> [TASK PROMPT]
Search the records that follow and extract every line containing the string "SandboxSection".

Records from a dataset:
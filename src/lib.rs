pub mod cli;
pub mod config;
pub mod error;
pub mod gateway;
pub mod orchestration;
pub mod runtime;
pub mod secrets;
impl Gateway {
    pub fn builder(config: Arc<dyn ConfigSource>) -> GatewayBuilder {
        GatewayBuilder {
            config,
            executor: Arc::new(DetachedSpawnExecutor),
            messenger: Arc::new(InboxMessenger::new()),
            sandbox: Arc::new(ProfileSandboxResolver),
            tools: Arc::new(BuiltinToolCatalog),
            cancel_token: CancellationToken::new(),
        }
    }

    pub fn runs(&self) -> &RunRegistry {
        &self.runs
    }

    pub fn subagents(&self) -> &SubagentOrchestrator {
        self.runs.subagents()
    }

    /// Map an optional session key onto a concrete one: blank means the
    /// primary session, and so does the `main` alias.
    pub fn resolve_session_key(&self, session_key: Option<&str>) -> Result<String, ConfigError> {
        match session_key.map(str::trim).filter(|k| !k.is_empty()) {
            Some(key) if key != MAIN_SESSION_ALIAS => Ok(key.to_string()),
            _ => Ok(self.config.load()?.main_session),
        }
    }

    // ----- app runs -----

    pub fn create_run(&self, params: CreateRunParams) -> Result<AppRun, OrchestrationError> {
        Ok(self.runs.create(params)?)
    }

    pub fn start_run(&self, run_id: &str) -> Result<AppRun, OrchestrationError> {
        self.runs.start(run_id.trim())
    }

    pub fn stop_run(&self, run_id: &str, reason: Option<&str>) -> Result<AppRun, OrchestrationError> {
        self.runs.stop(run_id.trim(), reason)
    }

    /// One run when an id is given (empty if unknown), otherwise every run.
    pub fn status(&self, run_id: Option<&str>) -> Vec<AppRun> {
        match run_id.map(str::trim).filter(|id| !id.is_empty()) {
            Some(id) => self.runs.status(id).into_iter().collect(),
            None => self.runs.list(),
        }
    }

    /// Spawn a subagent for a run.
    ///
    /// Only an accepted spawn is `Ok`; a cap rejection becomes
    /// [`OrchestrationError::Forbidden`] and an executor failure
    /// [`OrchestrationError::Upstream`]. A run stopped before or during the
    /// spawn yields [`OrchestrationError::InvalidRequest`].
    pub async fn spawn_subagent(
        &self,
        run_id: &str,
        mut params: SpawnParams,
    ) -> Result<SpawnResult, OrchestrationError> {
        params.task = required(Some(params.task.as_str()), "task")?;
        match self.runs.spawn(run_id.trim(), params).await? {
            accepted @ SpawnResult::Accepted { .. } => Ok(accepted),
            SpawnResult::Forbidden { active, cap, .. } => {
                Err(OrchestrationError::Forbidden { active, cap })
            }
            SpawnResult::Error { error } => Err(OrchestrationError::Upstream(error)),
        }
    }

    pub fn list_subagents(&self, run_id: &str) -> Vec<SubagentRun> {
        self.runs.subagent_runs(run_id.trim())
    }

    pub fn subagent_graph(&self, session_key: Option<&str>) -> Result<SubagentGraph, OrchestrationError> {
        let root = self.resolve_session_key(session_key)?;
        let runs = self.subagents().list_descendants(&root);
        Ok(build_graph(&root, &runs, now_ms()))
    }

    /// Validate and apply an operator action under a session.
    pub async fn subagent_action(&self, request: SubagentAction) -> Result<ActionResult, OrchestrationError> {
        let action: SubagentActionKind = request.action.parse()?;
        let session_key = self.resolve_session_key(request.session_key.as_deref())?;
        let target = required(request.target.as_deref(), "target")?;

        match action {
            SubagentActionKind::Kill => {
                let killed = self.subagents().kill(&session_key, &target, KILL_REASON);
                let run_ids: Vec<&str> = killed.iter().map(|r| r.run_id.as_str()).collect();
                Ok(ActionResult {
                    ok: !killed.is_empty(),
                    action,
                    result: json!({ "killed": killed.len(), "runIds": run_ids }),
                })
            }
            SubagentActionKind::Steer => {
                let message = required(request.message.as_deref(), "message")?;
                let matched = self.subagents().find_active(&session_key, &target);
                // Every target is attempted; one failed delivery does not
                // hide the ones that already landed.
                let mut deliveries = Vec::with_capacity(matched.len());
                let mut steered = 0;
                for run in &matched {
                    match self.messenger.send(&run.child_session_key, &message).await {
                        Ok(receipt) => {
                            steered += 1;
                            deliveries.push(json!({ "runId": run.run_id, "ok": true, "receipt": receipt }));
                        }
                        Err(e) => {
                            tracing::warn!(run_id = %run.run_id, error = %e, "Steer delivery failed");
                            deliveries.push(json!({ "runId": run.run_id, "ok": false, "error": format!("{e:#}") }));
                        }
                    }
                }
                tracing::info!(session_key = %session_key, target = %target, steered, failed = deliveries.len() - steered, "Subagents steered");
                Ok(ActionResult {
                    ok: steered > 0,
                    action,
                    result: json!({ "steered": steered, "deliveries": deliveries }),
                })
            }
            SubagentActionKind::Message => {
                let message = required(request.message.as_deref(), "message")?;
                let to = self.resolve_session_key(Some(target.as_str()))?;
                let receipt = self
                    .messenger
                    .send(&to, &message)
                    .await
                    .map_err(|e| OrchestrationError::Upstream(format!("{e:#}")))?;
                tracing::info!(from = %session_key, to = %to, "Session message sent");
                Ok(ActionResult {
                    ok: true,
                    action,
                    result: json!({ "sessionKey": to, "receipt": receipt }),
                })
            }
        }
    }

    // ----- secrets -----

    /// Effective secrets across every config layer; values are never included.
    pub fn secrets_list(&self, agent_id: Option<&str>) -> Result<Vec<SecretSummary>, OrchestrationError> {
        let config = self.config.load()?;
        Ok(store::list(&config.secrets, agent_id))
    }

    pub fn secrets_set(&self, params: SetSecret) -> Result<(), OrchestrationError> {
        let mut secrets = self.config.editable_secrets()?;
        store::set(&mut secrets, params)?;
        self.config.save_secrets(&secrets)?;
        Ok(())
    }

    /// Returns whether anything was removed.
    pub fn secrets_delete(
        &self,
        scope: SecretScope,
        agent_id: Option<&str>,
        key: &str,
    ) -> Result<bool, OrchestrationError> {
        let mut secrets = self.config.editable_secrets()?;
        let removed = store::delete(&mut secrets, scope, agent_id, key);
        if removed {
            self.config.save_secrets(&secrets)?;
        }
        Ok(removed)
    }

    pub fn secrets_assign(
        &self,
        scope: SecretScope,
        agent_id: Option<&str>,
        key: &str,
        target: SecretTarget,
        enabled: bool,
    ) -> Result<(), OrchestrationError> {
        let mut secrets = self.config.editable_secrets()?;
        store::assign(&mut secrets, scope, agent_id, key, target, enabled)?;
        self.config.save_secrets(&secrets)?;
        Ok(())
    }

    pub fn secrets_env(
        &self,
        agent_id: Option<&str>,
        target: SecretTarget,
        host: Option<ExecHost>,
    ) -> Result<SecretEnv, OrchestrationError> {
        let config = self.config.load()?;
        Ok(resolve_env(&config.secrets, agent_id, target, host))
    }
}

...

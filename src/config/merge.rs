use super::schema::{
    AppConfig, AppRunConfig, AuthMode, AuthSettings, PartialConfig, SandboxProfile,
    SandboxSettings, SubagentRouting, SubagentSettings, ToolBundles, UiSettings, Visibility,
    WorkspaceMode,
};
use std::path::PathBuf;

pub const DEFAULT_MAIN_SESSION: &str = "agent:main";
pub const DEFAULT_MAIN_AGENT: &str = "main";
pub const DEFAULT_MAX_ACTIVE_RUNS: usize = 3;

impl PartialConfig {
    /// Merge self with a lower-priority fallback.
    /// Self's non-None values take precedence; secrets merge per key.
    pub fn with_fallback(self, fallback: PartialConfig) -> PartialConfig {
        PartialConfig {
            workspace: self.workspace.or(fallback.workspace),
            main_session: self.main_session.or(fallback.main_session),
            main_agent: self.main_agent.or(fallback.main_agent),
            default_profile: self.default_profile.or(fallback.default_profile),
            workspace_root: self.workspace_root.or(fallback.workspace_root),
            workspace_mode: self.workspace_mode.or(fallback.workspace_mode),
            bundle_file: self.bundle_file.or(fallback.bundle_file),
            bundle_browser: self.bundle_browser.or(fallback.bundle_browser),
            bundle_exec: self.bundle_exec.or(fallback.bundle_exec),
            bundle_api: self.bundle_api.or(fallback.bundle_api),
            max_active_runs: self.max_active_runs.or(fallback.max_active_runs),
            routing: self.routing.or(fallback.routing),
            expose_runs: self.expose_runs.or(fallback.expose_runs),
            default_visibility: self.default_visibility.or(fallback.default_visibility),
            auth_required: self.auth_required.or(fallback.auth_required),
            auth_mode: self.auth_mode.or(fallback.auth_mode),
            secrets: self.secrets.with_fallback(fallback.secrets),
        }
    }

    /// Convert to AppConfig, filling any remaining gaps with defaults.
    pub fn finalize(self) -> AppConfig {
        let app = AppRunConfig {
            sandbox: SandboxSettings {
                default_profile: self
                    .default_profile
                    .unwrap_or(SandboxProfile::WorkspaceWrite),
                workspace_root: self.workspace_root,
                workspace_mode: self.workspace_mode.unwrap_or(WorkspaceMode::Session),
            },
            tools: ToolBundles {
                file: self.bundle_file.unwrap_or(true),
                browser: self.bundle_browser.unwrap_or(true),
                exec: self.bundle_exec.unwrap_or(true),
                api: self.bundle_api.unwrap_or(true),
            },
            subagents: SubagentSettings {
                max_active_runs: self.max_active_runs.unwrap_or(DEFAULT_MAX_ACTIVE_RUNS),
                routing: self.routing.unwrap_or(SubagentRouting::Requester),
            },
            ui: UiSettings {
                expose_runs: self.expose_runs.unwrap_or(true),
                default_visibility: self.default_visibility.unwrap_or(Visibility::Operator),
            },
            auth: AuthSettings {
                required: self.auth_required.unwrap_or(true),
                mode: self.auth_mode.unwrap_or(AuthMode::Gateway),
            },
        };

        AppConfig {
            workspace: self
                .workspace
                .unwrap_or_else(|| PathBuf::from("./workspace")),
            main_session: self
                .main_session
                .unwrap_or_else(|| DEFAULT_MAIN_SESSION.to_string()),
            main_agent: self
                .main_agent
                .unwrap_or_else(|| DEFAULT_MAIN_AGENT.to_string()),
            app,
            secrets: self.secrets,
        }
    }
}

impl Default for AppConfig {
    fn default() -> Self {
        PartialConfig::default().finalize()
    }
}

---

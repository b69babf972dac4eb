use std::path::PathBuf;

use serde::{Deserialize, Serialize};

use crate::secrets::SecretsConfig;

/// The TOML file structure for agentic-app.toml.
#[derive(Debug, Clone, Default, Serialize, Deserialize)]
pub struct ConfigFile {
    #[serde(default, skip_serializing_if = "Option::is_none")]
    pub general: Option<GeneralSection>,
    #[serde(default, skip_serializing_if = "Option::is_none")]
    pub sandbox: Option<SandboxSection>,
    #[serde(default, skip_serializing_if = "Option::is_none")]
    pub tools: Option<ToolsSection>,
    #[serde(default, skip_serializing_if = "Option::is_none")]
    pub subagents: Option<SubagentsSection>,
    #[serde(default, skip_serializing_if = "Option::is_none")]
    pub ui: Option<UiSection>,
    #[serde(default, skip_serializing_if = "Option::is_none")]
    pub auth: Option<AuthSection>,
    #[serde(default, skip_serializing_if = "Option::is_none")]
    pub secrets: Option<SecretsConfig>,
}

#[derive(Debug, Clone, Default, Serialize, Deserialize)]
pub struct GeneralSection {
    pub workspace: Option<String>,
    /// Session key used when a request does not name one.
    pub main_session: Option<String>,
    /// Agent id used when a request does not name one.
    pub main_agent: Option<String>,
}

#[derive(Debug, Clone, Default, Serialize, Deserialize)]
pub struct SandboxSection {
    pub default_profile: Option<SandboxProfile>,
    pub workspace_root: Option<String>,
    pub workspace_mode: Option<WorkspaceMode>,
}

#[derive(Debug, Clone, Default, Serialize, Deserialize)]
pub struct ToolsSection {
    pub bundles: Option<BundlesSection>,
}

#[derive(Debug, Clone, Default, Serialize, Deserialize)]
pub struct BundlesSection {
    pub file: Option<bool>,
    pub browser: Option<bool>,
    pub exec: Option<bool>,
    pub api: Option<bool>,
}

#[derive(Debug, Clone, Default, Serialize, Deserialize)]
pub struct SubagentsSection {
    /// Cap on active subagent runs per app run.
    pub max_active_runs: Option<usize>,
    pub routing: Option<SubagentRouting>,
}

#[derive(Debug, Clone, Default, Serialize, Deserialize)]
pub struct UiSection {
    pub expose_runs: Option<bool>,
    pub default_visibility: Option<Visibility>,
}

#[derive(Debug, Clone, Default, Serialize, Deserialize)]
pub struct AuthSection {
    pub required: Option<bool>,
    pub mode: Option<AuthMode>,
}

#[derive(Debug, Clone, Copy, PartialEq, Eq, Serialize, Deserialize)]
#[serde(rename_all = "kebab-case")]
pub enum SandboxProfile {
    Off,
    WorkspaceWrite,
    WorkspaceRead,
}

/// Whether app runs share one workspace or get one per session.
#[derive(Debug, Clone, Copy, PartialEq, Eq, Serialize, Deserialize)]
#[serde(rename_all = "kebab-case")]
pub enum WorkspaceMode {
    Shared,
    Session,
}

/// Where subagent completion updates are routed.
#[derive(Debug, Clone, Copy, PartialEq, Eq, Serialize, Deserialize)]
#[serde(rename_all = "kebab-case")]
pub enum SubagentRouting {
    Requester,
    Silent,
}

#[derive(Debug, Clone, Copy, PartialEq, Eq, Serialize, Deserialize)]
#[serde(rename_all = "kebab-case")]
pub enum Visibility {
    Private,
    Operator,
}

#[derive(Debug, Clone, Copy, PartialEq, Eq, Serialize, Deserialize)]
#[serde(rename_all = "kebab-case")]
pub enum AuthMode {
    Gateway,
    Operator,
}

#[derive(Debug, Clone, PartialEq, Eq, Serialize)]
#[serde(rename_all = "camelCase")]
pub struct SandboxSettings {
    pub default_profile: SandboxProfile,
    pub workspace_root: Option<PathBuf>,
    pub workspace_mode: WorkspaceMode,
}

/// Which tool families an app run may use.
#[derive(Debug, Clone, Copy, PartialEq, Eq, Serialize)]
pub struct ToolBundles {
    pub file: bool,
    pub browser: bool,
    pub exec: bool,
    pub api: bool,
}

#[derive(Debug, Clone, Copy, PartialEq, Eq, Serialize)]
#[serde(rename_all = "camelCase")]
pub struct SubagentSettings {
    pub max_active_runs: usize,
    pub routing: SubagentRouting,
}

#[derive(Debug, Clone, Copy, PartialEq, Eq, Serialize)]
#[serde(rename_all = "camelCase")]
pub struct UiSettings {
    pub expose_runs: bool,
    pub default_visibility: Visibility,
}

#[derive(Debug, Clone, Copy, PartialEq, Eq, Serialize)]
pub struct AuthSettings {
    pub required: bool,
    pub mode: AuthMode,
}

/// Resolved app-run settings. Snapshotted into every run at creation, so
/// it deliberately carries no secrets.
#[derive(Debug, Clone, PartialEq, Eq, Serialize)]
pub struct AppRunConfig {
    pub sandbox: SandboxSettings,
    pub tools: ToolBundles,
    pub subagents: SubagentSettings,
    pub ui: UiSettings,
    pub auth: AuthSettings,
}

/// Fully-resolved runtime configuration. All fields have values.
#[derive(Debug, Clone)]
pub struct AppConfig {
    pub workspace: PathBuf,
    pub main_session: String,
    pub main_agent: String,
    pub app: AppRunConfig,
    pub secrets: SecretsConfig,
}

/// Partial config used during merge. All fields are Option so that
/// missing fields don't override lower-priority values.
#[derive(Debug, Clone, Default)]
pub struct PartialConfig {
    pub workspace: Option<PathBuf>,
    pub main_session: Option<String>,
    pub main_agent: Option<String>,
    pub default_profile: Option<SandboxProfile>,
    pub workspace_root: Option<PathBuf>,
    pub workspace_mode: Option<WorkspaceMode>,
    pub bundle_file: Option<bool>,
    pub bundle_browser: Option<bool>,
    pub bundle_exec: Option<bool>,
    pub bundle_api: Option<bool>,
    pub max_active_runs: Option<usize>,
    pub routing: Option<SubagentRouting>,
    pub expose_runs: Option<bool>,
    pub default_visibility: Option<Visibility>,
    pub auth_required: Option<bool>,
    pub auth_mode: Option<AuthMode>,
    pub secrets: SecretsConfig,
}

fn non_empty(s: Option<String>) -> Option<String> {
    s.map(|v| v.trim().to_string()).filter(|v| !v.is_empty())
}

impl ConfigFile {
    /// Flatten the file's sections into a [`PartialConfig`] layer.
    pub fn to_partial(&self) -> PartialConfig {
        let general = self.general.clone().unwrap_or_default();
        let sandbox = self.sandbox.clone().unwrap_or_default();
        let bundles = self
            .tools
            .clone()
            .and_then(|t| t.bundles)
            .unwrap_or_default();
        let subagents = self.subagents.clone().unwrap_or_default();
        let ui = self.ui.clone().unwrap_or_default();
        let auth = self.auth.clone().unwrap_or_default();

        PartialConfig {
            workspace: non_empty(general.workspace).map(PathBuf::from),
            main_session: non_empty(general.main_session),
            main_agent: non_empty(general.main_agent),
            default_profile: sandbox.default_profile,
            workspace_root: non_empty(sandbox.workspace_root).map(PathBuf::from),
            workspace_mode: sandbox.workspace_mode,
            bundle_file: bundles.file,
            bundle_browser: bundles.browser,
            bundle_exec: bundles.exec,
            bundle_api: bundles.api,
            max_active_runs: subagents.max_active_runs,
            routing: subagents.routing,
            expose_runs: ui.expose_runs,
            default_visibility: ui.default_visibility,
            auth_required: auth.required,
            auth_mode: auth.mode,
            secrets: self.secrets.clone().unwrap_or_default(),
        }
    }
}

> [EXERCISE SOLUTION]
    pub sandbox: Option<SandboxSection>,
pub struct SandboxSection {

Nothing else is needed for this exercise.